Looking up Wikipedia,

“Grants are funds given by an entity – frequently, a public body, charitable foundation, or a specialized grant- making institution – to an individual or another entity for a specific purpose linked to public benefit.
Unlike loans, grants are not to be paid back.”


What is a pitch?

According to Indeed Editorial Team,

“Pitching in business refers to presenting business ideas to another party. Business pitching is a common method for proposing new ideas and gaining support for them”.

Indeed Editorial Team

Pitching is all about how you “Get your way into the heart of investor”, or how you convince them that putting money into your business is a sensible thing for them to do.

Without a good pitch, your good idea might just remain an idea forever. Except you have the means to fund it some other ways.

The importance of knowing how to pitch as an entrepreneur cannot be over- emphasized.

You not only need it to pitch your business for funding. You will also need your pitching ability anywhere and anytime you need to talk about your product, service, or solution.

So, learning how to pitch will always prove to be a great asset for a business owner anytime. Here, we are talking about how to pitch and win grants.

So, how do you pitch when seeking small business grants such that you get it?

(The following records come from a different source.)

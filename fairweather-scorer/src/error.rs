//! Error types raised while configuring scorers.
#![forbid(unsafe_code)]

use fairweather_core::WeightsError;
use thiserror::Error;

/// Errors raised when a scorer or weight calculator is misconfigured.
#[derive(Debug, Clone, PartialEq, Error)]
pub enum ScorerConfigError {
    /// A weight profile failed validation.
    #[error("invalid weight profile")]
    InvalidProfile {
        /// Validation failure.
        #[source]
        source: WeightsError,
    },
    /// The share of the total reserved for the core dimensions was outside
    /// `0.0..=1.0`.
    #[error("core share {value} must lie within 0.0..=1.0")]
    CoreShare {
        /// Supplied share.
        value: f64,
    },
    /// The Bayesian prior was not usable.
    #[error("Bayesian prior mean {mean} with weight {weight} is invalid")]
    BayesianPrior {
        /// Supplied prior mean rating.
        mean: f64,
        /// Supplied pseudo-review count.
        weight: f64,
    },
}

impl From<WeightsError> for ScorerConfigError {
    fn from(source: WeightsError) -> Self {
        Self::InvalidProfile { source }
    }
}
//! OpenWeatherMap-style condition codes and their groups.

use serde::{Deserialize, Serialize};

/// Heavy rain codes treated as extreme weather.
pub const HEAVY_RAIN_CODES: [u16; 6] = [502, 503, 504, 511, 522, 531];
/// Heavy snow codes treated as extreme weather.
pub const HEAVY_SNOW_CODES: [u16; 2] = [602, 622];

/// Integer weather condition code.
///
/// Codes follow the OpenWeatherMap numbering: the hundreds digit selects the
/// group and `800..=804` distinguish clear sky from cloud cover. Code `0`
/// marks an unknown condition.
///
/// # Examples
/// ```
/// use fairweather_core::{ConditionCode, ConditionGroup};
///
/// let code = ConditionCode::new(501);
/// assert_eq!(code.group(), ConditionGroup::Rain);
/// assert!(code.is_precipitation());
/// assert!(!code.is_extreme());
/// ```
#[derive(
    Debug, Clone, Copy, PartialEq, Eq, Hash, PartialOrd, Ord, Default, Serialize, Deserialize,
)]
#[serde(transparent)]
pub struct ConditionCode(u16);

impl ConditionCode {
    /// Unknown or missing condition.
    pub const UNKNOWN: Self = Self(0);
    /// Clear sky.
    pub const CLEAR: Self = Self(800);
    /// Squalls.
    pub const SQUALL: Self = Self(771);
    /// Tornado.
    pub const TORNADO: Self = Self(781);

    /// Wrap a raw code.
    #[must_use]
    pub const fn new(code: u16) -> Self {
        Self(code)
    }

    /// Return the raw code.
    #[must_use]
    pub const fn get(self) -> u16 {
        self.0
    }

    /// Classify the code into its condition group.
    #[must_use]
    pub const fn group(self) -> ConditionGroup {
        match self.0 {
            200..=299 => ConditionGroup::Thunderstorm,
            300..=399 => ConditionGroup::Drizzle,
            500..=599 => ConditionGroup::Rain,
            600..=699 => ConditionGroup::Snow,
            700..=799 => ConditionGroup::Atmosphere,
            800 => ConditionGroup::Clear,
            801..=804 => ConditionGroup::Clouds,
            _ => ConditionGroup::Unknown,
        }
    }

    /// Report whether the code denotes falling precipitation.
    #[must_use]
    pub const fn is_precipitation(self) -> bool {
        matches!(
            self.group(),
            ConditionGroup::Thunderstorm
                | ConditionGroup::Drizzle
                | ConditionGroup::Rain
                | ConditionGroup::Snow
        )
    }

    /// Report whether the code belongs to the extreme set: any thunderstorm,
    /// heavy rain, heavy snow, squalls or a tornado.
    #[must_use]
    pub fn is_extreme(self) -> bool {
        matches!(self.group(), ConditionGroup::Thunderstorm)
            || HEAVY_RAIN_CODES.contains(&self.0)
            || HEAVY_SNOW_CODES.contains(&self.0)
            || self == Self::SQUALL
            || self == Self::TORNADO
    }
}

impl From<u16> for ConditionCode {
    fn from(code: u16) -> Self {
        Self(code)
    }
}

impl std::fmt::Display for ConditionCode {
    fn fmt(&self, f: &mut std::fmt::Formatter<'_>) -> std::fmt::Result {
        write!(f, "{}", self.0)
    }
}

/// Broad family a [`ConditionCode`] belongs to.
#[derive(Debug, Clone, Copy, PartialEq, Eq, Hash)]
pub enum ConditionGroup {
    /// `2xx` thunderstorms.
    Thunderstorm,
    /// `3xx` drizzle.
    Drizzle,
    /// `5xx` rain.
    Rain,
    /// `6xx` snow.
    Snow,
    /// `7xx` mist, fog, dust and other atmospheric conditions.
    Atmosphere,
    /// `800` clear sky.
    Clear,
    /// `801..=804` cloud cover.
    Clouds,
    /// Anything outside the known ranges.
    Unknown,
}

impl ConditionGroup {
    /// Return the group as a lowercase `&str`.
    #[must_use]
    pub const fn as_str(self) -> &'static str {
        match self {
            Self::Thunderstorm => "thunderstorm",
            Self::Drizzle => "drizzle",
            Self::Rain => "rain",
            Self::Snow => "snow",
            Self::Atmosphere => "atmosphere",
            Self::Clear => "clear",
            Self::Clouds => "clouds",
            Self::Unknown => "unknown",
        }
    }
}

impl std::fmt::Display for ConditionGroup {
    fn fmt(&self, f: &mut std::fmt::Formatter<'_>) -> std::fmt::Result {
        f.write_str(self.as_str())
    }
}
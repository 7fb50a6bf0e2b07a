//! Filesystem helpers built on `cap-std` and `camino`.

use std::io;
use std::path::Component;

use camino::{Utf8Path, Utf8PathBuf};
use cap_std::{ambient_authority, fs_utf8};

/// Open a UTF-8 file path for reading using ambient authority.
pub(crate) fn open_utf8_file(path: &Utf8Path) -> io::Result<fs_utf8::File> {
    fs_utf8::File::open_ambient(path, ambient_authority())
}

/// Create or truncate `path`, creating missing parent directories.
pub(crate) fn create_utf8_file(path: &Utf8Path) -> io::Result<fs_utf8::File> {
    ensure_parent_dir(path)?;
    let (dir, name) = open_dir_and_file(path)?;
    dir.create(name.as_str())
}

/// Return whether a path exists and is a regular file.
pub(crate) fn file_is_file(path: &Utf8Path) -> io::Result<bool> {
    let (dir, name) = open_dir_and_file(path)?;
    dir.metadata(name.as_str()).map(|meta| meta.is_file())
}

fn open_dir_and_file(path: &Utf8Path) -> io::Result<(fs_utf8::Dir, String)> {
    let parent = match path.parent() {
        Some(parent) if !parent.as_str().is_empty() => parent,
        _ => Utf8Path::new("."),
    };
    let file_name = path
        .file_name()
        .ok_or_else(|| io::Error::other("target should include a file name"))?
        .to_owned();
    let dir = fs_utf8::Dir::open_ambient_dir(parent, ambient_authority())?;
    Ok((dir, file_name))
}

fn ensure_parent_dir(path: &Utf8Path) -> io::Result<()> {
    let Some(parent) = path.parent() else {
        return Ok(());
    };
    if parent.as_str().is_empty() || parent == Utf8Path::new("/") {
        return Ok(());
    }

    let (base_dir, relative) = base_dir_and_relative(parent)?;
    if relative.as_str().is_empty() {
        return Ok(());
    }
    base_dir.create_dir_all(&relative)
}

/// Split a parent path into an ambient base directory and a relative suffix.
fn base_dir_and_relative(parent: &Utf8Path) -> io::Result<(fs_utf8::Dir, Utf8PathBuf)> {
    let std_parent = parent.as_std_path();

    let (base, relative) = match std_parent.components().next() {
        // Windows drive or UNC prefix.
        Some(Component::Prefix(prefix)) => {
            let prefix_str = prefix
                .as_os_str()
                .to_str()
                .ok_or_else(|| io::Error::other("non-UTF-8 path prefix"))?;
            let base = Utf8PathBuf::from(prefix_str).join(std::path::MAIN_SEPARATOR.to_string());
            let relative = std_parent
                .strip_prefix(base.as_std_path())
                .or_else(|_| std_parent.strip_prefix(prefix.as_os_str()))
                .map_err(|_| io::Error::other("failed to strip prefix from parent path"))?
                .to_path_buf();
            (base, relative)
        }
        Some(Component::RootDir) => {
            let base = Utf8PathBuf::from(std::path::MAIN_SEPARATOR.to_string());
            let relative = std_parent
                .strip_prefix(base.as_std_path())
                .map_err(|_| io::Error::other("failed to strip root from absolute path"))?
                .to_path_buf();
            (base, relative)
        }
        _ => (Utf8PathBuf::from("."), std_parent.to_path_buf()),
    };

    let dir = fs_utf8::Dir::open_ambient_dir(&base, ambient_authority())?;
    let relative = Utf8PathBuf::from_path_buf(relative)
        .map_err(|_| io::Error::other("non-UTF-8 parent path"))?;
    Ok((dir, relative))
}
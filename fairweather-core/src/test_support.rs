//! Deterministic `RerankProvider` doubles used by unit and behaviour tests.

use std::sync::Mutex;
use std::sync::atomic::{AtomicUsize, Ordering};
use std::time::Duration;

use crate::{RerankError, RerankProvider, RerankRequest, VenueId};

#[derive(Debug, Clone)]
enum StubResponse {
    Ids(Vec<VenueId>),
    Reverse,
    Error(RerankError),
}

/// Stub reranker returning a pre-configured answer.
///
/// Every call is counted and the last request is kept so tests can assert
/// on what the orchestrator sent.
#[derive(Debug)]
pub struct StubReranker {
    response: StubResponse,
    calls: AtomicUsize,
    last_request: Mutex<Option<RerankRequest>>,
}

impl StubReranker {
    fn from_response(response: StubResponse) -> Self {
        Self {
            response,
            calls: AtomicUsize::new(0),
            last_request: Mutex::new(None),
        }
    }

    /// Answer every call with `ids`, whatever the request contains.
    #[must_use]
    pub fn with_ids<I, S>(ids: I) -> Self
    where
        I: IntoIterator<Item = S>,
        S: Into<VenueId>,
    {
        Self::from_response(StubResponse::Ids(ids.into_iter().map(Into::into).collect()))
    }

    /// Answer with the request's candidates in reverse order.
    #[must_use]
    pub fn reversing() -> Self {
        Self::from_response(StubResponse::Reverse)
    }

    /// Fail every call with `error`.
    #[must_use]
    pub fn with_error(error: RerankError) -> Self {
        Self::from_response(StubResponse::Error(error))
    }

    /// Fail every call as if the timeout elapsed.
    #[must_use]
    pub fn timing_out() -> Self {
        Self::with_error(RerankError::Timeout {
            url: "stub://rerank".to_owned(),
            timeout_ms: 0,
        })
    }

    /// Fail every call as if the body could not be decoded.
    #[must_use]
    pub fn malformed() -> Self {
        Self::with_error(RerankError::Parse {
            message: "expected an array of venue ids".to_owned(),
        })
    }

    /// Number of calls received.
    #[must_use]
    pub fn calls(&self) -> usize {
        self.calls.load(Ordering::SeqCst)
    }

    /// Copy of the most recent request, if any.
    #[must_use]
    pub fn last_request(&self) -> Option<RerankRequest> {
        self.last_request
            .lock()
            .map_or(None, |guard| guard.clone())
    }
}

impl RerankProvider for StubReranker {
    fn rerank(
        &self,
        request: &RerankRequest,
        timeout: Duration,
    ) -> Result<Vec<VenueId>, RerankError> {
        self.calls.fetch_add(1, Ordering::SeqCst);
        if let Ok(mut guard) = self.last_request.lock() {
            *guard = Some(request.clone());
        }
        match &self.response {
            StubResponse::Ids(ids) => Ok(ids.clone()),
            StubResponse::Reverse => Ok(request.venues.iter().rev().map(|v| v.id.clone()).collect()),
            StubResponse::Error(RerankError::Timeout { url, .. }) => Err(RerankError::Timeout {
                url: url.clone(),
                timeout_ms: u64::try_from(timeout.as_millis()).unwrap_or(u64::MAX),
            }),
            StubResponse::Error(error) => Err(error.clone()),
        }
    }
}

#[cfg(test)]
mod tests {
    use super::*;
    use rstest::rstest;

    fn request(ids: &[&str]) -> RerankRequest {
        RerankRequest {
            venues: ids
                .iter()
                .map(|id| crate::RerankCandidate {
                    id: (*id).into(),
                    name: (*id).to_owned(),
                    types: Vec::new(),
                    rating: None,
                    review_count: None,
                    distance_meters: 0.0,
                    score: 0.0,
                })
                .collect(),
            weather_summary: "clear".into(),
            user_context: None,
        }
    }

    #[rstest]
    fn timing_out_reports_caller_timeout() {
        let stub = StubReranker::timing_out();
        let result = stub.rerank(&request(&["a"]), Duration::from_millis(50));
        assert!(matches!(
            result,
            Err(RerankError::Timeout { timeout_ms: 50, .. })
        ));
        assert_eq!(stub.calls(), 1);
    }

    #[rstest]
    fn reversing_echoes_candidates_backwards() {
        let stub = StubReranker::reversing();
        let ids = stub
            .rerank(&request(&["a", "b", "c"]), Duration::from_secs(1))
            .expect("reverse succeeds");
        assert_eq!(ids, vec!["c".into(), "b".into(), "a".into()]);
        let sent = stub.last_request().expect("request recorded");
        assert_eq!(sent.venues.len(), 3);
    }
}
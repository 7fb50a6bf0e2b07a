//! Scoring dimensions.
//!
//! The enum names every axis a venue can be scored on, giving weight vectors
//! and importance profiles compile-time keys.
//!
//! # Examples
//! ```
//! use fairweather_core::Dimension;
//!
//! assert_eq!(Dimension::Weather.as_str(), "weather");
//! assert_eq!(Dimension::Social.to_string(), "social");
//! ```

use serde::{Deserialize, Serialize};

/// One axis of a venue's score.
#[derive(
    Debug, Clone, Copy, PartialEq, Eq, Hash, PartialOrd, Ord, Serialize, Deserialize,
)]
#[serde(rename_all = "lowercase")]
pub enum Dimension {
    /// Fit between the venue's environment and the weather.
    Weather,
    /// Fit between the venue and the time of day.
    Time,
    /// Proximity to the user.
    Distance,
    /// Rating and review volume.
    Popularity,
    /// Bayesian-adjusted rating.
    Quality,
    /// Match with favourites, mood and blacklist.
    Personal,
    /// Whether the venue is open.
    Availability,
    /// Fit with the user's budget.
    Price,
    /// Review volume on a logarithmic scale.
    Social,
}

impl Dimension {
    /// The four dimensions driven by weather-sensitive weights.
    pub const CORE: [Self; 4] = [Self::Weather, Self::Time, Self::Distance, Self::Popularity];

    /// The five dimensions added by the extended model.
    pub const EXTENDED: [Self; 5] = [
        Self::Quality,
        Self::Personal,
        Self::Availability,
        Self::Price,
        Self::Social,
    ];

    /// Every dimension in declaration order.
    pub const ALL: [Self; 9] = [
        Self::Weather,
        Self::Time,
        Self::Distance,
        Self::Popularity,
        Self::Quality,
        Self::Personal,
        Self::Availability,
        Self::Price,
        Self::Social,
    ];

    /// Return the dimension as a lowercase `&str`.
    ///
    /// # Examples
    /// ```
    /// use fairweather_core::Dimension;
    ///
    /// assert_eq!(Dimension::Availability.as_str(), "availability");
    /// ```
    #[must_use]
    pub const fn as_str(self) -> &'static str {
        match self {
            Self::Weather => "weather",
            Self::Time => "time",
            Self::Distance => "distance",
            Self::Popularity => "popularity",
            Self::Quality => "quality",
            Self::Personal => "personal",
            Self::Availability => "availability",
            Self::Price => "price",
            Self::Social => "social",
        }
    }
}

impl std::fmt::Display for Dimension {
    fn fmt(&self, f: &mut std::fmt::Formatter<'_>) -> std::fmt::Result {
        f.write_str(self.as_str())
    }
}

impl std::str::FromStr for Dimension {
    type Err = String;

    fn from_str(s: &str) -> Result<Self, Self::Err> {
        Self::ALL
            .into_iter()
            .find(|d| d.as_str().eq_ignore_ascii_case(s.trim()))
            .ok_or_else(|| format!("unknown dimension '{s}'"))
    }
}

Steps to take when pitching for a small business grant or funding

Creating a successful pitch starts with a thorough business plan. From there it’s up to you to identify what makes your business valuable and worth investing in. You may a have 5-page of proven financial history and a deep analysis of how you stack up against the competition across multiple industries, but you simply can’t cover it all. 

Because, when your pitching to angel investors and venture capitalists for the first time, you’ll often only have around 10-minutes to make your case.
Here’s how to make that quick pitch successful.

How to Pitch and win small business grants

Before winning a grant, you must pay attention to the following steps:

1. Create your pitch deck

A pitch deck is simply a summary of the things you want to talk about in your pitch made into a presentation format(ppt or pdf).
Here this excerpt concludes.